= Beginning of Section =

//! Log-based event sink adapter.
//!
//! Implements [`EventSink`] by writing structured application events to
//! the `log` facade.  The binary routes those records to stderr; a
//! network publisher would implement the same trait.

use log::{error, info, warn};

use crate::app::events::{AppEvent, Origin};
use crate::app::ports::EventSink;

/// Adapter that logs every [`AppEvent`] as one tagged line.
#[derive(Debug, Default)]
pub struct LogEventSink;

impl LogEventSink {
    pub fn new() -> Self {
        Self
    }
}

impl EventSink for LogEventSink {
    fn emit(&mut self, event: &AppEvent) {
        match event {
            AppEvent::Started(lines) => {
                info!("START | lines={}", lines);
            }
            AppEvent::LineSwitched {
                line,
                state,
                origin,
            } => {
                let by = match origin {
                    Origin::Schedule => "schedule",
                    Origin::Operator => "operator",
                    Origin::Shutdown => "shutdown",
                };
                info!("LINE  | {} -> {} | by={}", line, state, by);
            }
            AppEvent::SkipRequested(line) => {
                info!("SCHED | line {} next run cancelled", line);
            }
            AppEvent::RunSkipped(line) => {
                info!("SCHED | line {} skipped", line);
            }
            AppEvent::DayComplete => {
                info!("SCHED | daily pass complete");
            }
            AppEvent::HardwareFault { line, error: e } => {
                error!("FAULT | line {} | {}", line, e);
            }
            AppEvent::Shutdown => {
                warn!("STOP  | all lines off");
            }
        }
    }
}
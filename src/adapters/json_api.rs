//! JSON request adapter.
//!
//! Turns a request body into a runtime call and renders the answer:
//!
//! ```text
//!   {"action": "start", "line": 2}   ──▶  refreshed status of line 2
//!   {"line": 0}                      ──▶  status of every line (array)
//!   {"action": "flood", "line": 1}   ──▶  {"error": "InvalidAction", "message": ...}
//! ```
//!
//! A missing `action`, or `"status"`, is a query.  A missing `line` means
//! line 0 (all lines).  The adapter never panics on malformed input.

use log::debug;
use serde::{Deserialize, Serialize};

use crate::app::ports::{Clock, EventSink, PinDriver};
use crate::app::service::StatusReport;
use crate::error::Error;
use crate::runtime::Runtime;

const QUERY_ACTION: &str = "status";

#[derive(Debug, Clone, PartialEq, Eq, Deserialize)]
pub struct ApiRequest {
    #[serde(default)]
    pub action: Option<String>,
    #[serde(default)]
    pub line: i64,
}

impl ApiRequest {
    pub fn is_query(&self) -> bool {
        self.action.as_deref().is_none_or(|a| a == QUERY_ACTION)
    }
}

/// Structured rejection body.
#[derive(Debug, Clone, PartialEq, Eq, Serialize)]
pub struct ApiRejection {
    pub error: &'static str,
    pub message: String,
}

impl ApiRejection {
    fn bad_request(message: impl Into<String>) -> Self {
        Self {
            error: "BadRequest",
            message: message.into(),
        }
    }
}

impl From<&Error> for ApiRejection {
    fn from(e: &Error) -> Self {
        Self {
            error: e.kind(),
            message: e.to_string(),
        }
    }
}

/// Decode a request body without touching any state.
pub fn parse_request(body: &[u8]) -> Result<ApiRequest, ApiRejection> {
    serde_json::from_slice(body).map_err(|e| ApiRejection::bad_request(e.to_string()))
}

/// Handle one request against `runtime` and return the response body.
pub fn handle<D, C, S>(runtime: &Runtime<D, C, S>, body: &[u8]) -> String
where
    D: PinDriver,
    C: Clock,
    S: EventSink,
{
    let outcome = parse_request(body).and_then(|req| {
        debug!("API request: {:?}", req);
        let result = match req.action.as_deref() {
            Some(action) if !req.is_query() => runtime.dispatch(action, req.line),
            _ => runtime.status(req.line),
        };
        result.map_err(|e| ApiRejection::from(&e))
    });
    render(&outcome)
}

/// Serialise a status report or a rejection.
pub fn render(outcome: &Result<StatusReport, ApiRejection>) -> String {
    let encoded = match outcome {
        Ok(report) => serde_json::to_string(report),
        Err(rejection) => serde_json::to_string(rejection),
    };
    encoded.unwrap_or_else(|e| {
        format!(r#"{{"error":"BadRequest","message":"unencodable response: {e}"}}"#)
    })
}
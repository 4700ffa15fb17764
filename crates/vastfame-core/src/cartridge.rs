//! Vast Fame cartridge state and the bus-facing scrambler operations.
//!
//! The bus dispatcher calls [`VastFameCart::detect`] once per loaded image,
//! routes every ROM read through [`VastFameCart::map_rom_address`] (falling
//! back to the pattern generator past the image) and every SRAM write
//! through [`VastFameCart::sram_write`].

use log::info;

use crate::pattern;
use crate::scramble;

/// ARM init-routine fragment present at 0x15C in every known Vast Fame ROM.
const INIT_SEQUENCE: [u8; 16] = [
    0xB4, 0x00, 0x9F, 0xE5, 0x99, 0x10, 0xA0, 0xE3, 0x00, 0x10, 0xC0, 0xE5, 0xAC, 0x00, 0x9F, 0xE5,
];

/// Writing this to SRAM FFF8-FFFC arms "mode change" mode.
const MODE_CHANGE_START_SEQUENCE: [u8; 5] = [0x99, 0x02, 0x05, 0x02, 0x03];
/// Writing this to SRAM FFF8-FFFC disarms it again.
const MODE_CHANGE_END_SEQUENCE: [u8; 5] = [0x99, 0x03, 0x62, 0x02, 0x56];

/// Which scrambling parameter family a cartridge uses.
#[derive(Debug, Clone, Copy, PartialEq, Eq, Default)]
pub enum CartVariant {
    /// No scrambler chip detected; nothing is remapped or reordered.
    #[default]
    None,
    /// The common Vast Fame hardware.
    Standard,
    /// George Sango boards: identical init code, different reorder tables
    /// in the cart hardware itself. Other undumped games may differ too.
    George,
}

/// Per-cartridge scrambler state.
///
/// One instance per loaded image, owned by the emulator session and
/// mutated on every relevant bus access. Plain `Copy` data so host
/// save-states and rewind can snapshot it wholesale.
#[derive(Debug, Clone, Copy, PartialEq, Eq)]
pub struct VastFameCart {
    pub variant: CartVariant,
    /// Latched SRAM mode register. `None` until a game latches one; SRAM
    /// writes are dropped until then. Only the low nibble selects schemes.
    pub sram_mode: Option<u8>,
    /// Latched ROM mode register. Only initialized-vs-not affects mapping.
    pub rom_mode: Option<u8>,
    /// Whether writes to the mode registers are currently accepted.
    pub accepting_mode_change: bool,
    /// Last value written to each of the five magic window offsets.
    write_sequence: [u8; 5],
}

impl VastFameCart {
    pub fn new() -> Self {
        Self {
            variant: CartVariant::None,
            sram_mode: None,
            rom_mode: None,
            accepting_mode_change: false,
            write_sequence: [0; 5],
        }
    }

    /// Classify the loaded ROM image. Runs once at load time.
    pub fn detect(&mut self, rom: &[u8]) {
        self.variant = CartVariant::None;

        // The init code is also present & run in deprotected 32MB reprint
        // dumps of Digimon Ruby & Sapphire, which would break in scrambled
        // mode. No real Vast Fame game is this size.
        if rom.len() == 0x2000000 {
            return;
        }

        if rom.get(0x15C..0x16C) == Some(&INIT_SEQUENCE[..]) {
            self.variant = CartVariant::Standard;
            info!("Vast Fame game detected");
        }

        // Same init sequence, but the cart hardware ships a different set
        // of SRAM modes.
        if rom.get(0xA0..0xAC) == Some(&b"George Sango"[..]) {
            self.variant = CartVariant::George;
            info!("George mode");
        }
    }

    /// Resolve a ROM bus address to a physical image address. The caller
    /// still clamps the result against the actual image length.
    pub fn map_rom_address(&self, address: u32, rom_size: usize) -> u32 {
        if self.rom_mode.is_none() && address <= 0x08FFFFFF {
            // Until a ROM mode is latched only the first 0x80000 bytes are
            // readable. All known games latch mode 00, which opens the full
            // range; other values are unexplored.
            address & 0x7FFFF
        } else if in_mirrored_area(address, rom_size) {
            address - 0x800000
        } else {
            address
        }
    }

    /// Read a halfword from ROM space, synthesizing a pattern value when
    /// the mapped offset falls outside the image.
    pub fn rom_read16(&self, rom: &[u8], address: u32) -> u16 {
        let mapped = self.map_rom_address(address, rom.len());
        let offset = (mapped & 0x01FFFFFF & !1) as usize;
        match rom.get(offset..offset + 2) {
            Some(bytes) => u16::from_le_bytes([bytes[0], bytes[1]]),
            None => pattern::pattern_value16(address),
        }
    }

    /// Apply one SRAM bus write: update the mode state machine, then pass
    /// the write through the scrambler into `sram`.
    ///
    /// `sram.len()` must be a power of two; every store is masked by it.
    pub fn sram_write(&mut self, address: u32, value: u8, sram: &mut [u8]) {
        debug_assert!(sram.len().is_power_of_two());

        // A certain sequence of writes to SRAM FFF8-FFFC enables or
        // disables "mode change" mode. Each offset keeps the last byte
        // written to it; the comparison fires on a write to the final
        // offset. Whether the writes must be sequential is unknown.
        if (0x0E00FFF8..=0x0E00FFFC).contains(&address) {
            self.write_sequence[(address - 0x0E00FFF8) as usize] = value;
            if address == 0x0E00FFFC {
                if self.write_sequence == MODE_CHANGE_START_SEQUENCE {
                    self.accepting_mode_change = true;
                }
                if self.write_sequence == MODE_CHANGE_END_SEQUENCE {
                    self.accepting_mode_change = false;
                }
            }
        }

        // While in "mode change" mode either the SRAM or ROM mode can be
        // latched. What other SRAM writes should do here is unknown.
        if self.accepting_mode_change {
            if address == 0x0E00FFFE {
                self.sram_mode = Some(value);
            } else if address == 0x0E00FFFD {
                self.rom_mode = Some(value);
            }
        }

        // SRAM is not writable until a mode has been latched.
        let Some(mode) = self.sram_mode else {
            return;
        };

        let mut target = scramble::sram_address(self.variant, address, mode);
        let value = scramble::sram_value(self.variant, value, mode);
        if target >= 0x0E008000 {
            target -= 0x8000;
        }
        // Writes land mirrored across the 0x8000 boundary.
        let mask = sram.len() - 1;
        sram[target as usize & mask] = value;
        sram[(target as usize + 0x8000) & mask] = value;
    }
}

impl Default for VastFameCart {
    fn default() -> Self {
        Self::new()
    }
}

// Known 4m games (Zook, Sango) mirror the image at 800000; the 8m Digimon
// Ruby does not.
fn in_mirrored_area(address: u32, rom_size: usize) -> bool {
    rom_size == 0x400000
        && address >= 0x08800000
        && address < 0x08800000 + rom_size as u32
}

= End of Section =

How to complete this task. An exact copy of the lines from the one with "let mask = sram.len() - 1;" through the final line of the entries is the whole answer.

Worked solution.
        let mask = sram.len() - 1;
        sram[target as usize & mask] = value;
        sram[(target as usize + 0x8000) & mask] = value;
    }
}

impl Default for VastFameCart {
    fn default() -> Self {
        Self::new()
    }
}

// Known 4m games (Zook, Sango) mirror the image at 800000; the 8m Digimon
// Ruby does not.
fn in_mirrored_area(address: u32, rom_size: usize) -> bool {
    rom_size == 0x400000
        && address >= 0x08800000
        && address < 0x08800000 + rom_size as u32
}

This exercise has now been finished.